▶ _How to complete this task_:
Please find every line below that includes "prism" and report how many there are. Nothing else is needed.

(Dataset entries)
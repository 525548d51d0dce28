pub mod build;
pub mod order;
pub mod validate;
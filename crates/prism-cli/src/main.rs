//! Prism CLI: the `prism` command.

mod cli;
mod commands;
mod support;

use clap::Parser;
use cli::{Cli, Commands};

fn main() {
    let cli = Cli::parse();

    match cli.command {
        Commands::Build {
            tokens,
            aliases,
            themes,
            out,
            decompose_composites,
            json,
        } => commands::build::run(commands::build::Args {
            tokens,
            aliases,
            themes,
            out,
            decompose_composites,
            json,
        }),

        Commands::Validate { css, json } => commands::validate::run(css, json),

        Commands::Order {
            tokens,
            alias,
            theme,
            json,
        } => commands::order::run(tokens, alias, theme, json),
    }
}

▶ _Result of the exercise_:
2